September 8, 2017
From Washington, this is VOA news. I'm Jonathan Smith reporting.
Hurricane Irma is lashing Haiti and the Dominican Republic with fierce winds and heavy rain, but thankfully, appears to be sparing them a direct hit.
Forecasters say Irma's eye will pass between Hispaniola, the island shared by the two nations, and the Turks and Caicos late Thursday before its next target, Cuba and the Bahamas.
The forecasters are still calling Irma extremely dangerous. It's a Category 5 storm with top sustained winds of 280 kilometers per hour.
U.S. Hurricane Center forecaster Mike Brennan: "Maximum sustained winds are potentially catastrophic 175 miles per hour. And over the next several days, we expect Irma to remain near a Category 4, Category 5 hurricane as it moves west-northwestward to the south of the Bahamas and north of Cuba and turns northward and approaches the Florida peninsula on Sunday."
The governor of Florida says the entire state is at risk from Irma, including both the Atlantic and Gulf coasts.
A federal appeals court has rejected President Trump's narrow view of who should be allowed to enter the U.S. under his travel ban, which restricts entry into the country of citizens from six [majority] Muslim majority nations and halts admissions of refugees from all over the world.
On Thursday, a three-judge panel in the 9th U.S. Circuit Court of Appeals unanimously ruled that grandparents, cousins and other close relations of people in the United States should not be kept from entering the country.
The court also said refugees admitted by a resettlement agency should not be kept out.
You're listening to news from the Voice of America in Washington.
The United Nations is warning that the number of Rohingya Muslims fleeing violence in Myanmar could reach into the hundreds of thousands. The VOA's Miller Sega reports.
The influx has pushed refugee camps to the brink in Bangladesh leaving tens of thousands to squat in open fields or occupy muddy patches in the no-man's land between the two countries' borders.
Thousands of Rohingya were seen in the Teknaf border area. They told stories of soldiers shooting at them, homes being burnt to the ground and threats that they would die if they didn't leave their homes.
Myanmar's leader, Aung San Suu Kyi, has dismissed a Rohingya crisis as a misinformation campaign.
Miller Sega, VOA news.
President Trump is warning "it will be a very sad day for North Korea" if the United States takes military action against it.
He spoke at the White House on Thursday alongside Kuwait's emir. He said, "hopefully, we're not going to have to use the American military on North Korea."

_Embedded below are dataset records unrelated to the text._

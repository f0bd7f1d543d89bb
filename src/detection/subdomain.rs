//! Subdomain-based preset detection.

use crate::config::Preset;
use crate::detection::RequestInfo;

/// Matches a preset whose `resolution_value` is the leading label of the
/// request host.
///
/// Presets with an empty `resolution_value` are skipped; whether an empty
/// value selects a default is the orchestrator's decision, not this
/// detector's. A declared `resolution_host` additionally requires the host
/// remainder after the prefix and one separator character to equal it.
#[derive(Debug, Clone, Copy, Default)]
pub struct SubdomainDetector;

impl SubdomainDetector {
    pub fn detect<'a>(&self, presets: &'a [Preset], request: &RequestInfo) -> Option<&'a Preset> {
        let host = request.host();

        presets.iter().find(|preset| {
            if preset.resolution_value.is_empty() {
                return false;
            }
            let Some(remainder) = host.strip_prefix(preset.resolution_value.as_str()) else {
                return false;
            };
            match &preset.resolution_host {
                Some(resolution_host) => {
                    // skip the separator character after the matched prefix
                    let mut chars = remainder.chars();
                    chars.next();
                    chars.as_str() == resolution_host
                }
                None => true,
            }
        })
    }
}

Scientists have accused the alcohol industry of misleading the public over the link between consuming alcohol and cancer. Correspondent Henry Ridgwell reports.
Researchers looked at the websites of 28 global organizations representing the alcohol industry, and they concluded that the vast majority distort or misrepresent the evidence of an alcohol-related cancer risk.
Professor Mark Petticrew of the London School of Hygiene and Tropical Medicine led the research.
"So what you might see is that certain health problems related to alcohol consumption are discussed on the website, but cancer is missing, or specific types of cancer are missing, particularly breast cancer or colorectal cancer."
The Washington DC-based International Alliance for Responsible Drinking is accused of misleading the public over the risk of contracting specific types of cancers and trying to confuse the issue by highlighting a range of other risk factors.
In a statement provided to VOA, the IARD disputed the conclusions, saying: "We believe in sharing the current state of the scientific evidence and stand by the information that we publish on drinking and health."
Henry Ridgwell, for VOA news, London.
About 143 million Americans could be affected by a cyberattack on the credit company Equifax.
The Atlanta-based company said Thursday the hackers obtained names, social security numbers, birth dates and addresses of more than 40 percent of the U.S. population.
"Based on the company's investigation," it said in a statement, "the unauthorized access happened from mid-May through July of 2017."
You can read more about these and other developing and late breaking stories, from around the world, around the clock, at voanews.com and on the VOA news mobile app. From the world headquarters of the Voice of America in Washington, I'm Jonathan Smith reporting.
That's the latest world news from VOA.